My first taste of Laos came from it’s little capitol city, Vientiane. By the third day of exploring the city I had come to see how much the French had influenced the architecture and culture. Although the city seems to be trying to develop into a modern capitol, some of the older buildings have kept that French colonial style, sometimes mixed with Lao architecture. One great example of this is Patuxai.
Built between 1957 and 1968, Patuxai was constructed as a war monument in dedication to those that fought for Laos’ independence. “Patuxai” translates to “Victory Gate” and it definitely resembles the famous Arc de Triomphe in Paris.

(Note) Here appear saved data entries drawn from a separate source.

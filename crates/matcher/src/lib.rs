//! # Metric Matcher (`matcher`)
//!
//! ## Purpose
//!
//! `matcher` is the query side of the engine. It sits on top of the metric
//! catalog (`catalog`) and the embedding index (`index`) and answers the
//! question "which metrics is this request about?" for a PromQL prompt
//! builder.
//!
//! Lookups try the embedding index first. When the index is unavailable, or a
//! query against it fails, the [`TextMatcher`] answers instead with a
//! case-insensitive substring search over metric names and descriptions.
//! Index problems are never surfaced to callers; catalog problems always are.
//!
//! ## Core Types
//!
//! - [`MetricRetriever`]: the facade. Reads, writes with index mirroring, and
//!   the `retrieve` entry point that embeds a natural-language query.
//! - [`RetrieverConfig`]: catalog config plus ordered index candidates.
//! - [`MetricHit`]: hydrated metric plus similarity score (0 for text hits).
//! - [`Embedder`]: boundary to the embedding model; [`StubEmbedder`] is a
//!   deterministic stand-in.
//!
//! ## Example Usage
//!
//! ```
//! use std::sync::Arc;
//! use catalog::NewMetric;
//! use matcher::{Embedder, MetricRetriever, RetrieverConfig, StubEmbedder};
//!
//! let embedder = Arc::new(StubEmbedder::new(16));
//! let retriever = MetricRetriever::open(&RetrieverConfig::in_memory(16))
//!     .unwrap()
//!     .with_embedder(embedder.clone());
//!
//! let text = "memory_usage_bytes";
//! let id = retriever
//!     .upsert_metric(
//!         &NewMetric::new(text)
//!             .with_description("Memory usage in bytes")
//!             .with_embedding(embedder.embed(text).unwrap()),
//!     )
//!     .unwrap();
//! retriever.add_label(id, "instance", Some("host-1, host-2")).unwrap();
//!
//! // Embedding search first...
//! let hits = retriever.retrieve(text, 5, 0.7).unwrap();
//! assert_eq!(hits[0].metric.name, "memory_usage_bytes");
//!
//! // ...and substring search whenever the index cannot answer.
//! let hits = retriever.search_by_text("MEMORY", 5).unwrap();
//! assert_eq!(hits[0].labels.len(), 1);
//! ```

pub mod embed;
pub mod engine;
pub mod text;
pub mod types;

pub use crate::embed::{EmbedError, Embedder, StubEmbedder};
pub use crate::engine::MetricRetriever;
pub use crate::text::TextMatcher;
pub use crate::types::{MetricHit, RetrieverConfig};
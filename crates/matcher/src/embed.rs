//! Boundary to the embedding model.
//!
//! The model itself lives outside this engine; the retriever only needs a
//! text -> vector function of a fixed dimension.

use fxhash::hash64;
use thiserror::Error;

#[derive(Error, Debug, Clone, PartialEq)]
pub enum EmbedError {
    #[error("embedding model unavailable: {0}")]
    Unavailable(String),
    #[error("embedding model returned {got} values, expected {expected}")]
    Dimension { expected: usize, got: usize },
}

pub trait Embedder: Send + Sync {
    fn dimension(&self) -> usize;

    fn embed(&self, text: &str) -> Result<Vec<f32>, EmbedError>;
}

/// Deterministic embedder for tests, demos and offline runs.
///
/// Each vector is derived from a hash of the lowercased text and then
/// L2-normalised, so equal texts always embed identically. It carries no
/// semantic meaning: only identical texts are similar.
#[derive(Debug, Clone, Copy)]
pub struct StubEmbedder {
    dimension: usize,
}

impl StubEmbedder {
    pub fn new(dimension: usize) -> Self {
        Self { dimension }
    }
}

impl Embedder for StubEmbedder {
    fn dimension(&self) -> usize {
        self.dimension
    }

    fn embed(&self, text: &str) -> Result<Vec<f32>, EmbedError> {
        let h = hash64(text.trim().to_lowercase().as_bytes());
        let mut v: Vec<f32> = (0..self.dimension)
            .map(|idx| {
                let mixed = h.rotate_left((idx % 64) as u32)
                    ^ (idx as u64).wrapping_mul(0x9E37_79B9_7F4A_7C15);
                ((mixed >> 11) as f32 * 1.0e-9).sin()
            })
            .collect();
        l2_normalize_in_place(&mut v);
        Ok(v)
    }
}

pub(crate) fn l2_normalize_in_place(v: &mut [f32]) {
    let norm = v.iter().map(|x| x * x).sum::<f32>().sqrt();
    if norm > 0.0 {
        for x in v {
            *x /= norm;
        }
    }
}

#[cfg(test)]
mod tests {
    use super::*;

    #[test]
    fn stub_is_deterministic_and_normalised() {
        let embedder = StubEmbedder::new(64);
        let a = embedder.embed("cpu usage").unwrap();
        let b = embedder.embed("  CPU usage ").unwrap();
        assert_eq!(a, b);
        assert_eq!(a.len(), 64);

        let norm: f32 = a.iter().map(|x| x * x).sum::<f32>().sqrt();
        assert!((norm - 1.0).abs() < 1e-4, "norm={norm}");
    }

    #[test]
    fn different_text_differs() {
        let embedder = StubEmbedder::new(32);
        assert_ne!(
            embedder.embed("memory").unwrap(),
            embedder.embed("disk").unwrap()
        );
    }

    #[test]
    fn normalize_leaves_zero_vector_alone() {
        let mut v = vec![0.0; 4];
        l2_normalize_in_place(&mut v);
        assert_eq!(v, vec![0.0; 4]);
    }
}
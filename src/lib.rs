//! Workspace umbrella crate for promrag, the metric retrieval engine behind
//! natural-language PromQL generation.
//!
//! This crate re-exports the catalog, index and matcher crates, loads the YAML
//! configuration and wires everything together once at startup:
//!
//! ```
//! use std::sync::Arc;
//! use promrag::{bootstrap, sample, RagConfig, StubEmbedder};
//!
//! let mut config = RagConfig::default();
//! config.store.dimension = 32;
//!
//! let embedder = Arc::new(StubEmbedder::new(config.store.dimension));
//! let retriever = bootstrap(&config, Some(embedder.clone())).unwrap();
//! sample::seed_sample_catalog(&retriever, embedder.as_ref()).unwrap();
//!
//! let names: Vec<_> = retriever
//!     .search_by_text("bytes", config.search.top_k)
//!     .unwrap()
//!     .into_iter()
//!     .map(|m| m.name)
//!     .collect();
//! assert_eq!(names, ["disk_io_bytes_total", "memory_usage_bytes"]);
//! ```

pub mod config;
pub mod sample;

pub use catalog::{
    BackendConfig, CatalogBackend, CatalogConfig, CatalogError, Label, LabelId, Metric, MetricId,
    MetricKey, NewMetric, Template, TemplateId, DEFAULT_TEMPLATE_TYPE,
};
pub use config::{ConfigLoadError, RagConfig};
pub use index::{ann::AnnConfig, EmbeddingIndex, IndexCandidate, IndexState, QdrantConfig};
pub use matcher::{
    EmbedError, Embedder, MetricHit, MetricRetriever, RetrieverConfig, StubEmbedder, TextMatcher,
};

use std::sync::Arc;

use thiserror::Error;
use tracing::info;
use tracing_subscriber::EnvFilter;

/// Top-level error for startup and the helpers in this crate.
#[derive(Debug, Error)]
pub enum PromragError {
    #[error(transparent)]
    Config(#[from] ConfigLoadError),
    #[error(transparent)]
    Catalog(#[from] CatalogError),
    #[error(transparent)]
    Embed(#[from] EmbedError),
}

/// Open the catalog, probe the index and inject the embedder.
///
/// A catalog that cannot be opened is fatal. An index that cannot be brought
/// up is not: the retriever starts with the text fallback only.
pub fn bootstrap(
    config: &RagConfig,
    embedder: Option<Arc<dyn Embedder>>,
) -> Result<MetricRetriever, PromragError> {
    let retriever = MetricRetriever::open(&config.retriever_config()?)?;
    info!(
        backend = %config.store.backend,
        dimension = config.store.dimension,
        index = %retriever.index_state(),
        "promrag bootstrapped"
    );
    Ok(match embedder {
        Some(embedder) => retriever.with_embedder(embedder),
        None => retriever,
    })
}

/// Install the global `tracing` subscriber. `RUST_LOG`, when set, wins over
/// the configured level. Calling this twice is a no-op.
pub fn init_logging(logging: &config::LoggingYamlConfig) {
    let filter = EnvFilter::try_from_default_env()
        .or_else(|_| EnvFilter::try_new(&logging.level))
        .unwrap_or_else(|_| EnvFilter::new("info"));

    let builder = tracing_subscriber::fmt()
        .with_env_filter(filter)
        .with_target(false)
        .with_writer(std::io::stderr);

    let _ = if logging.json {
        builder.json().try_init()
    } else {
        builder.try_init()
    };
}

From the Presidential Palace I walked my way along Avenue Lang Xang, a long straight road that leads up to Patuxai. I have yet to visit Paris, but I know exactly what the Champs Elysees and the Arc de Triomphe look like (doesn’t everyone?), and Avenue Lang Xang leading up to Patuxai looks very similar.
As I got close to Patuxai the true size of the monument became apparent. It really is quite a huge symbol, something that definitely could stand for victory. Getting close to the arch I could also make out some of the details, where I could see the Lao style come into the design. There are a lot of Buddha images on the monument and on the top are five towers, shaped like stupas.
The monument is very symmetrical and as I entered the arch I realized that it is square with an entrance on each side. The ceiling in the center is covered in beautiful artwork, and stairs lead up to the top of the monument. It costs 3000kip to enter.
As I climbed the stairs I was surprised to find that the rooms within the building are set up as a marketplace selling all kinds of souvenirs.
From the top of Patuxai you get sweeping views across the city, well worth the exertion from climbing up all of the stairs in the heat of the day. I could see right down Avenue Lang Xang, which I walked down to get there, and I could look down on the surrounding parkland and all of the governmental buildings that surround the monument. I could also look down to the end of Singha Road, where the majestic That Luang stands tall and golden, shining in the sunlight.
On the other side of the monument from Avenue Lang Xang there is a “musical” fountain surrounded by well maintained gardens. It seems to be a popular gathering place for locals as the fountain spurts water in a certain sequence.
Although Patuxai seems to be a copy of the Arc de Triomphe, it stands on it’s own as a symbol of Laos’ independence. It is definitely worth a visit if you are travelling to Vientiane.